Conflicts of Interest: All authors have completed the ICMJE uniform disclosure form (available at https://tcr.amegroups.com/article/view/10.21037/tcr-24-1672/coif). The authors have no conflicts of interest to declare.

Figures

**Figure 1**
Correlation between factors. The depth of color indicates the magnitude of correlation.

**Figure 2**
Evaluation of the prediction models for lymph node metastases in cutaneous malignant melanoma for the training set (A), and validation set (B). The average precision-recall curves, indicating the trade-off between precision and recall. PR, precision-recall; AP, average precision; XGBoost, Extreme Gradient Boosting; LR, logistic regression; RF, RandomForest; CNB, Complement Naive Bayes; SVM, support vector machine; kNN, the k-nearest neighbor algorithm; CI, confidence interval.

**Figure 3**
Examples of calibration plots (Brier Score) for predicting lymph node metastases with various models: XGBoost, LR, RF, CNB, SVM, and kNN. The 45° straight line on each graph represents the perfect match between the observed (y-axis) and predicted (x-axis) survival probabilities. A closer distance between two curves indicates greater accuracy. XGBoost, Extreme Gradient Boosting; LR, logistic regression; RF, RandomForest; CNB, Complement Naive Bayes; SVM, support vector machine; kNN, the k-nearest neighbor algorithm; CI, confidence interval.

**Figure 4**
Decision curves of various models: XGBoost, LR, RF, CNB, SVM, and kNN. XGBoost, Extreme Gradient Boosting; LR, logistic regression; SVM, support vector machine; CNB, Complement Naive Bayes; RF, RandomForest; kNN, the k-nearest neighbor algorithm.

**Figure 5**
ROC curves of Extreme Gradient Boosting for the training (A), validation (B), and test (C) set. ROC, receiver operating characteristic; AUC, area under the curve; CI, confidence interval.

**Figure 6**
Summary plots for SHAP values.
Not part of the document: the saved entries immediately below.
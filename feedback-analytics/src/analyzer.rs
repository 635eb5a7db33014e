use crate::error::{FeedbackError, FeedbackResult};
use crate::repository::{FeedbackFilter, FeedbackRepository};
use crate::snapshot::{compute_snapshot, EffectivenessSnapshot, Scope};
use async_trait::async_trait;
use chrono::{Duration, Utc};
use dashmap::DashMap;
use serde::{Deserialize, Serialize};
use std::cmp::Ordering;
use std::sync::Arc;
use std::time::Instant;
use tokio::sync::Mutex;
use tracing::{debug, warn};
use uuid::Uuid;

/// Scopes derived from one recommendation
#[derive(Debug, Clone, Default)]
pub struct RecommendationScopes {
    /// Knowledge record ids the recommendation was composed from
    pub conditions: Vec<String>,
    /// Herb names contained in the recommendation
    pub herbs: Vec<String>,
}

/// Resolves which recommendations belong to a derived scope
///
/// Implemented by whoever owns the recommendation records; the analyzer
/// never reaches into persistence beyond the feedback log itself.
#[async_trait]
pub trait ScopeIndex: Send + Sync {
    async fn recommendations_for_condition(&self, condition_id: &str) -> Vec<Uuid>;
    async fn recommendations_containing_herb(&self, herb: &str) -> Vec<Uuid>;
    async fn scopes_of_recommendation(&self, recommendation_id: Uuid) -> RecommendationScopes;
}

/// Index for contexts without recommendation records (unit tests, tools)
pub struct NullScopeIndex;

#[async_trait]
impl ScopeIndex for NullScopeIndex {
    async fn recommendations_for_condition(&self, _condition_id: &str) -> Vec<Uuid> {
        Vec::new()
    }
    async fn recommendations_containing_herb(&self, _herb: &str) -> Vec<Uuid> {
        Vec::new()
    }
    async fn scopes_of_recommendation(&self, _recommendation_id: Uuid) -> RecommendationScopes {
        RecommendationScopes::default()
    }
}

/// Analyzer tuning, read once at startup
#[derive(Debug, Clone, Serialize, Deserialize)]
pub struct AnalyzerConfig {
    /// Rolling aggregation window
    pub window_days: i64,
    /// Recent partition used by the trend computation
    pub recent_days: i64,
    /// Upper staleness bound for cached snapshots
    pub cache_ttl_s: u64,
    /// Default sample floor for trending queries
    pub min_samples: i64,
    /// Hard cap on trending result size
    pub trending_limit_max: usize,
}

impl Default for AnalyzerConfig {
    fn default() -> Self {
        Self {
            window_days: 90,
            recent_days: 30,
            cache_ttl_s: 30,
            min_samples: 5,
            trending_limit_max: 50,
        }
    }
}

struct CachedEntry {
    snapshot: Option<EffectivenessSnapshot>,
    computed_at: Instant,
}

type ScopeKey = (Scope, String);

/// Windowed effectiveness aggregation over the feedback log
///
/// Snapshots are computed on demand, cached for at most `cache_ttl_s`, and
/// invalidated per scope whenever an append touches that scope. A per-scope
/// mutex keeps recomputation single-writer; readers either hit the cache or
/// wait for the in-flight recompute.
pub struct EffectivenessAnalyzer {
    repository: Arc<dyn FeedbackRepository>,
    scope_index: Arc<dyn ScopeIndex>,
    config: AnalyzerConfig,
    cache: DashMap<ScopeKey, CachedEntry>,
    recompute_locks: DashMap<ScopeKey, Arc<Mutex<()>>>,
}

impl EffectivenessAnalyzer {
    pub fn new(
        repository: Arc<dyn FeedbackRepository>,
        scope_index: Arc<dyn ScopeIndex>,
        config: AnalyzerConfig,
    ) -> Self {
        Self {
            repository,
            scope_index,
            config,
            cache: DashMap::new(),
            recompute_locks: DashMap::new(),
        }
    }

    pub fn config(&self) -> &AnalyzerConfig {
        &self.config
    }

    /// Effectiveness snapshot for one scope; `None` when the window holds
    /// no events
    pub async fn snapshot(
        &self,
        scope: Scope,
        scope_id: &str,
    ) -> FeedbackResult<Option<EffectivenessSnapshot>> {
        let key = (scope, scope_id.to_string());

        if let Some(entry) = self.cache.get(&key) {
            if entry.computed_at.elapsed().as_secs() < self.config.cache_ttl_s {
                return Ok(entry.snapshot.clone());
            }
        }

        let lock = self
            .recompute_locks
            .entry(key.clone())
            .or_insert_with(|| Arc::new(Mutex::new(())))
            .clone();
        let _guard = lock.lock().await;

        // Another caller may have recomputed while we waited
        if let Some(entry) = self.cache.get(&key) {
            if entry.computed_at.elapsed().as_secs() < self.config.cache_ttl_s {
                return Ok(entry.snapshot.clone());
            }
        }

        let snapshot = self.recompute(scope, scope_id).await?;
        self.cache.insert(
            key,
            CachedEntry {
                snapshot: snapshot.clone(),
                computed_at: Instant::now(),
            },
        );
        Ok(snapshot)
    }

    /// Drop one cached scope
    pub fn invalidate(&self, scope: Scope, scope_id: &str) {
        self.cache.remove(&(scope, scope_id.to_string()));
    }

    /// Drop every scope an appended event touches: the recommendation
    /// itself plus the condition and herb scopes derived from it
    pub async fn invalidate_for_event(&self, recommendation_id: Uuid) {
        self.invalidate(Scope::Recommendation, &recommendation_id.to_string());

        let scopes = self
            .scope_index
            .scopes_of_recommendation(recommendation_id)
            .await;
        for condition in &scopes.conditions {
            self.invalidate(Scope::Condition, condition);
        }
        for herb in &scopes.herbs {
            self.invalidate(Scope::Herb, herb);
        }
        debug!(
            recommendation_id = %recommendation_id,
            conditions = scopes.conditions.len(),
            herbs = scopes.herbs.len(),
            "invalidated effectiveness scopes"
        );
    }

    /// Sample size from cache only; used for matching tie-breaks where a
    /// possibly stale value is acceptable
    pub fn cached_sample_size(&self, scope: Scope, scope_id: &str) -> Option<i64> {
        self.cache
            .get(&(scope, scope_id.to_string()))
            .and_then(|entry| entry.snapshot.as_ref().map(|s| s.sample_size))
    }

    /// Best-performing recommendation scopes with at least `min_samples`
    /// events behind them
    pub async fn trending(
        &self,
        limit: usize,
        min_samples: Option<i64>,
    ) -> FeedbackResult<Vec<EffectivenessSnapshot>> {
        self.ranked(limit, min_samples, RankOrder::BestFirst).await
    }

    /// Worst-performing dual of `trending`
    pub async fn worst_performing(
        &self,
        limit: usize,
        min_samples: Option<i64>,
    ) -> FeedbackResult<Vec<EffectivenessSnapshot>> {
        self.ranked(limit, min_samples, RankOrder::WorstFirst).await
    }

    async fn ranked(
        &self,
        limit: usize,
        min_samples: Option<i64>,
        order: RankOrder,
    ) -> FeedbackResult<Vec<EffectivenessSnapshot>> {
        let limit = limit.min(self.config.trending_limit_max);
        let min_samples = min_samples.unwrap_or(self.config.min_samples);
        let since = Utc::now() - Duration::days(self.config.window_days);

        let mut snapshots = Vec::new();
        for recommendation_id in self.repository.distinct_recommendations(since).await? {
            match self
                .snapshot(Scope::Recommendation, &recommendation_id.to_string())
                .await
            {
                Ok(Some(snapshot)) if snapshot.sample_size >= min_samples => {
                    snapshots.push(snapshot)
                }
                Ok(_) => {}
                Err(err) => {
                    // One failed scope must not sink the whole ranking
                    warn!(recommendation_id = %recommendation_id, error = %err, "skipping scope in ranking");
                }
            }
        }

        snapshots.sort_by(|a, b| {
            let primary = match order {
                RankOrder::BestFirst => b.score.partial_cmp(&a.score),
                RankOrder::WorstFirst => a.score.partial_cmp(&b.score),
            };
            primary
                .unwrap_or(Ordering::Equal)
                .then_with(|| b.confidence.partial_cmp(&a.confidence).unwrap_or(Ordering::Equal))
                .then_with(|| b.sample_size.cmp(&a.sample_size))
                .then_with(|| a.scope_id.cmp(&b.scope_id))
        });
        snapshots.truncate(limit);
        Ok(snapshots)
    }

    async fn recompute(
        &self,
        scope: Scope,
        scope_id: &str,
    ) -> FeedbackResult<Option<EffectivenessSnapshot>> {
        let recommendation_ids = match scope {
            Scope::Recommendation => {
                let id = Uuid::parse_str(scope_id).map_err(|_| {
                    FeedbackError::InvalidScope(format!("not a recommendation id: {scope_id}"))
                })?;
                vec![id]
            }
            Scope::Condition => {
                self.scope_index
                    .recommendations_for_condition(scope_id)
                    .await
            }
            Scope::Herb => {
                self.scope_index
                    .recommendations_containing_herb(scope_id)
                    .await
            }
        };

        if recommendation_ids.is_empty() {
            return Ok(None);
        }

        let now = Utc::now();
        let since = now - Duration::days(self.config.window_days);
        let events = self
            .repository
            .query(
                &FeedbackFilter::for_recommendations(recommendation_ids),
                Some(since),
            )
            .await?;

        Ok(compute_snapshot(
            scope,
            scope_id,
            self.config.window_days,
            self.config.recent_days,
            now,
            &events,
        ))
    }
}

#[derive(Clone, Copy)]
enum RankOrder {
    BestFirst,
    WorstFirst,
}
For each feature, one point corresponds to a single patient. A point’s position along the x-axis represents the impact that feature had on the model’s output for that specific patient. The redder the color indicates that the value is greater, and the bluer the color indicates that the value is smaller. Features are arranged along the y-axis based on their importance, which is given by the mean of their absolute Shapley values. The higher the feature is positioned in the plot, the more important it is for the model. SHAP, SHapley Additive exPlanation.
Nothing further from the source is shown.